Python tool for interacting with URLScan.io's API. Submit suspicious URLs to be scanned by their website and submit UUIDs to retrieve the associated data.
This tool is designed to work with the website URLScan.io and in order to properly function it requires an API Key.
This tool is optimized for Python 3.9x and above.
This tool requires an API Key from URLScan.io in order to work.
To get an API Key to use with this tool, visit the website linked above and sign up for an account. They currently (as of July 2022) offer a Free account that allows for up to 5,000 public url submissions per day (60/minute) and 10,000 result requests per day Note: these quotas reset at Midnight UTC.
Once you obtain an API Key from URLScan you can either save it to use as an environmental variable or enter it into the program directly when prompted.
Python 3 is essential for running this program and, while not required, I always suggest setting up a python virtual environment (venv) or (pipenv) when running this tool in order to keep your workspace isolated.
If you already know you have an appropriate version of Python installed on your system, you can skip to either: Setting up a Virtual Environment, installing the Requirements, or directly to Usage if all the other Prerequisites have been met.
If you know you're missing Python3, you can find and download the appropriate package for your OS via the link below. If you're unsure, or you have never installed Python before check out the next section about installing python.
- Python.org - Get Python here!
First check to see if Python is installed on your system and if so, what version is running. How that process works depends largely on your Operating System (OS). If Python is not already on your system, or it is not version 3.9x or above, then you'll need to install it or update it.

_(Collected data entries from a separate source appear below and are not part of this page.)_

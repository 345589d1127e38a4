//! Ordered buffer of local input packets not yet acknowledged by the server.

use shared::InputPacket;
use std::collections::VecDeque;
use std::time::Instant;

/// One logged input: the wire packet plus its local monotonic capture time,
/// which drives the replay deltas during reconciliation.
#[derive(Debug, Clone)]
pub struct LoggedInput {
    pub captured_at: Instant,
    pub packet: InputPacket,
}

#[derive(Debug, Default)]
pub struct PacketLog {
    entries: VecDeque<LoggedInput>,
}

impl PacketLog {
    pub fn new() -> Self {
        Self {
            entries: VecDeque::new(),
        }
    }

    pub fn append(&mut self, entry: LoggedInput) {
        self.entries.push_back(entry);
    }

    /// Drops every entry older than the acknowledged packet, keeping the
    /// acknowledged entry itself as the replay time anchor. An unknown id
    /// (already pruned, or from the future) leaves the log untouched: a
    /// stale snapshot is a no-op prune, not an error. Idempotent.
    pub fn prune_up_to(&mut self, packet_id: u32) {
        if let Some(index) = self
            .entries
            .iter()
            .position(|e| e.packet.packet_id == packet_id)
        {
            self.entries.drain(..index);
        }
    }

    /// Ordered, restartable view of the log contents at call time.
    pub fn entries(&self) -> impl Iterator<Item = &LoggedInput> {
        self.entries.iter()
    }

    pub fn len(&self) -> usize {
        self.entries.len()
    }

    pub fn is_empty(&self) -> bool {
        self.entries.is_empty()
    }
}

Detailed instructions for installing Python3 on Linux, MacOS, and Windows, are available at link below:
- Python 3 Installation & Setup Guide - How to install Python!
Once you have verified that you have Python 3.x installed and running on your system, you'll be using the built in package manager 'pip' to handle the rest of the installations.
pip is the reference Python package manager and is used to install and update packages. You’ll need to make sure you have the latest version of pip installed on your system.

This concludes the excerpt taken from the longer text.